══ SUPPLIED RECORDS ══

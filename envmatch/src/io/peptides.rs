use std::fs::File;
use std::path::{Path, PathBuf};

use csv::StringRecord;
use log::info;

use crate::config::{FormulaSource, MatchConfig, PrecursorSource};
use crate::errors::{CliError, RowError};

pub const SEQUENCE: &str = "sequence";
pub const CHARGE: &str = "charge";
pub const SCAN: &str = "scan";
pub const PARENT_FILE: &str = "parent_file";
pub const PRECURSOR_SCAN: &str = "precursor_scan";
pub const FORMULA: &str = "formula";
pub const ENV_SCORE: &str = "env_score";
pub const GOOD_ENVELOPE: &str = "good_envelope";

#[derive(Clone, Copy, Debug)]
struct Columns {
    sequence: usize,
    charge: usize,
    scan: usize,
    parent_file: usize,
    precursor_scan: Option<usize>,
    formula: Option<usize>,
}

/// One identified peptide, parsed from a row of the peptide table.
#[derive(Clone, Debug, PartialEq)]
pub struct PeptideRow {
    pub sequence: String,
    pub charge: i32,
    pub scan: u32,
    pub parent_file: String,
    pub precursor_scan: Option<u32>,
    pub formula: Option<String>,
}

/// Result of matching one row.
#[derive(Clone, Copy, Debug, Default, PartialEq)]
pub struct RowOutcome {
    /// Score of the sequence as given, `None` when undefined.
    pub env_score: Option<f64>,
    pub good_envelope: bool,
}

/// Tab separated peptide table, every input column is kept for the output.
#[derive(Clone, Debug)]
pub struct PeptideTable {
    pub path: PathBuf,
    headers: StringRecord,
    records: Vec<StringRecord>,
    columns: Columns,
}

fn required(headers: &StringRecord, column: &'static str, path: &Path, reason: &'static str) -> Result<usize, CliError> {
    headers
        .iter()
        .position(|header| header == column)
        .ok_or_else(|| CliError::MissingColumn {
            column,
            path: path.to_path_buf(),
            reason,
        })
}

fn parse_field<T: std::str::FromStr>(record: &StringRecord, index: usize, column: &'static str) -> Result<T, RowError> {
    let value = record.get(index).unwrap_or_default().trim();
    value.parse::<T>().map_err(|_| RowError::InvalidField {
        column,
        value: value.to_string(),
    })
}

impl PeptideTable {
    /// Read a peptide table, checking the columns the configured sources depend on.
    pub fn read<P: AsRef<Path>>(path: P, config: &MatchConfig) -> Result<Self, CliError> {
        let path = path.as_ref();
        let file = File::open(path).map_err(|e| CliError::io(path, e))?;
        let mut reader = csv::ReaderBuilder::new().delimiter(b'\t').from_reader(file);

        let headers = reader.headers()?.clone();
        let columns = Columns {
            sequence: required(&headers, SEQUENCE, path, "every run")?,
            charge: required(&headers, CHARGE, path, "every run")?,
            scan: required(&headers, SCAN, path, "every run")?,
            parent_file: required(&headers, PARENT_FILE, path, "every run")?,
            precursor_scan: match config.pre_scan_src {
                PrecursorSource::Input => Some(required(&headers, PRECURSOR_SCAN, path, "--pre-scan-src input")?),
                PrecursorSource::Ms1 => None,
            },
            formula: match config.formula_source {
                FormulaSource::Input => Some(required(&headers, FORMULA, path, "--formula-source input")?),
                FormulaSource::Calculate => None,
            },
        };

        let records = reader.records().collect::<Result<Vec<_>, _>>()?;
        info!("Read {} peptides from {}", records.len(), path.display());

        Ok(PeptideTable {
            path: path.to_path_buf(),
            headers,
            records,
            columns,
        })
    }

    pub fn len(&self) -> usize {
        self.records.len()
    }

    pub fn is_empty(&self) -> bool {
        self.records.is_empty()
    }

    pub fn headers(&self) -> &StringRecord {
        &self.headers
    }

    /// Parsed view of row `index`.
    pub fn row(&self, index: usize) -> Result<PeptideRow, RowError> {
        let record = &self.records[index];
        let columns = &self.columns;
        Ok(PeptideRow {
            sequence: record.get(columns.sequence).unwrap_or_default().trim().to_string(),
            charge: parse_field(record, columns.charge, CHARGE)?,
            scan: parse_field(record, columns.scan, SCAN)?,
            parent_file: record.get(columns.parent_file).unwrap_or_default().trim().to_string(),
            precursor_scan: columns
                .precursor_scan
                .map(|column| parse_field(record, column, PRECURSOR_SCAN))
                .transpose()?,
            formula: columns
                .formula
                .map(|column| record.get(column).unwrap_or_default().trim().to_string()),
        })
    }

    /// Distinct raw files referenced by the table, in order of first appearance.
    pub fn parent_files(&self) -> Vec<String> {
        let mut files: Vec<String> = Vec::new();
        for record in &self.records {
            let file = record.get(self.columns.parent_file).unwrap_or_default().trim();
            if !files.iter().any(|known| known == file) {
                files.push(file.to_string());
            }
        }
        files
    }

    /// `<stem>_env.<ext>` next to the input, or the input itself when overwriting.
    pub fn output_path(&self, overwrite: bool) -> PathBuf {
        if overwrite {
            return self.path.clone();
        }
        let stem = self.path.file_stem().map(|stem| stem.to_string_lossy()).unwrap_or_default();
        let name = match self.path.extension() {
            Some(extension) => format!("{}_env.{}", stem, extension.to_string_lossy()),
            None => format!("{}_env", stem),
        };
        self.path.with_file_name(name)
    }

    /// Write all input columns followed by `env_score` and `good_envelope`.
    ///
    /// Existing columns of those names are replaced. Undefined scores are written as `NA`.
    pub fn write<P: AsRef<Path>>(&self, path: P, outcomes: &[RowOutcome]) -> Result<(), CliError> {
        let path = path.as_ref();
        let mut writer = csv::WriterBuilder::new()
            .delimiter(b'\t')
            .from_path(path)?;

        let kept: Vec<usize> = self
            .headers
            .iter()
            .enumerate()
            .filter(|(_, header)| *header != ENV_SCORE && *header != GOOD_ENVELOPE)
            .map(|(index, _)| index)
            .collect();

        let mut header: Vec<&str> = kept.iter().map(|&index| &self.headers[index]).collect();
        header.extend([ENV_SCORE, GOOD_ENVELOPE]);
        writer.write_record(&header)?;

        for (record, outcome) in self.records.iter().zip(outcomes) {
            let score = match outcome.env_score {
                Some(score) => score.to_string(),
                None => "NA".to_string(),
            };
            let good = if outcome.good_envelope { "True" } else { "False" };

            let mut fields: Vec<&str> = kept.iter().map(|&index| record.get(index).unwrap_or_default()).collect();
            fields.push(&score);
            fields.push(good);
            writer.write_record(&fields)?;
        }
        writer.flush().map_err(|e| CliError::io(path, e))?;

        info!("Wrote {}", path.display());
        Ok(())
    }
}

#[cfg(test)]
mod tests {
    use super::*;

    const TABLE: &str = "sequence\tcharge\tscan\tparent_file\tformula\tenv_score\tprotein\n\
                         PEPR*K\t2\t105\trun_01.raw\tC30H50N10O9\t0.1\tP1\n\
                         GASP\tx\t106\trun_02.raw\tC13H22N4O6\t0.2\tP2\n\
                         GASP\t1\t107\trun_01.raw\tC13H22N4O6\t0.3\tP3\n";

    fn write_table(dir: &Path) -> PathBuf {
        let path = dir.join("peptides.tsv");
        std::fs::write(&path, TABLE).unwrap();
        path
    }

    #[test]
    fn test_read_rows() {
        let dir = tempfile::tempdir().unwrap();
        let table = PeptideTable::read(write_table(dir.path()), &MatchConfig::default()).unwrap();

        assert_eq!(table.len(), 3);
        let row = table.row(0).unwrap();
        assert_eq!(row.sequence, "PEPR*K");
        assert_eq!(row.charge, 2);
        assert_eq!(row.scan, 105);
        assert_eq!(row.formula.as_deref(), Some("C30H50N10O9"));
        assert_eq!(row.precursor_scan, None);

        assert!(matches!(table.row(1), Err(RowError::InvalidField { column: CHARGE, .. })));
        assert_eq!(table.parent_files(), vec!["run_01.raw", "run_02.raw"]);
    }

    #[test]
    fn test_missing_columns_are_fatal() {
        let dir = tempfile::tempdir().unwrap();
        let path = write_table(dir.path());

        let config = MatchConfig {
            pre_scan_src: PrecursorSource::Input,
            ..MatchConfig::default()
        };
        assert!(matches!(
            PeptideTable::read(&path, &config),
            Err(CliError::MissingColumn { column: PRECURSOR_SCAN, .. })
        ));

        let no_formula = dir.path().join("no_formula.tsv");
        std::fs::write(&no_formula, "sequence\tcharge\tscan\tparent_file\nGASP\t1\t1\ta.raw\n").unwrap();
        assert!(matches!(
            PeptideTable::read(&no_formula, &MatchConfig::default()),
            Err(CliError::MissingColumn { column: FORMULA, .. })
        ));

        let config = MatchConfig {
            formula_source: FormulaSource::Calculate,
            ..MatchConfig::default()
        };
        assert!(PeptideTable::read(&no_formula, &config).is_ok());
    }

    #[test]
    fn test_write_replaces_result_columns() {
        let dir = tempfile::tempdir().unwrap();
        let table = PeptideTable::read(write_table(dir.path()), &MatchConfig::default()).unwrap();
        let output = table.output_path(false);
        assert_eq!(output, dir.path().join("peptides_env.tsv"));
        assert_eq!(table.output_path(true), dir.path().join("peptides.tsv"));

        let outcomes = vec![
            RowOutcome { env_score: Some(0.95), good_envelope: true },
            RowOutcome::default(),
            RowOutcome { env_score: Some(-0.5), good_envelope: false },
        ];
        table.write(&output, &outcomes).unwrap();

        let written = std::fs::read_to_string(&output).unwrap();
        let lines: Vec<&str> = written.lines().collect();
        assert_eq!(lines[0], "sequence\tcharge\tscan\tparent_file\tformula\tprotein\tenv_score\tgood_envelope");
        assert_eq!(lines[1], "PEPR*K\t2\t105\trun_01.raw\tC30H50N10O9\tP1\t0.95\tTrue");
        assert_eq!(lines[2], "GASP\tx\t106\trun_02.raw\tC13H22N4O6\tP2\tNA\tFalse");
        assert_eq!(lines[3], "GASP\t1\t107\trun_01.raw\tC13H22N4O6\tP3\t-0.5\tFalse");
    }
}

═══

> _YOUR OBJECTIVE_: From the listing above, return every line that carries the string "PrecursorSource".

> _SOLUTION FOR THIS PROBLEM_:
use crate::config::{FormulaSource, MatchConfig, PrecursorSource};
                PrecursorSource::Input => Some(required(&headers, PRECURSOR_SCAN, path, "--pre-scan-src input")?),
                PrecursorSource::Ms1 => None,
            pre_scan_src: PrecursorSource::Input,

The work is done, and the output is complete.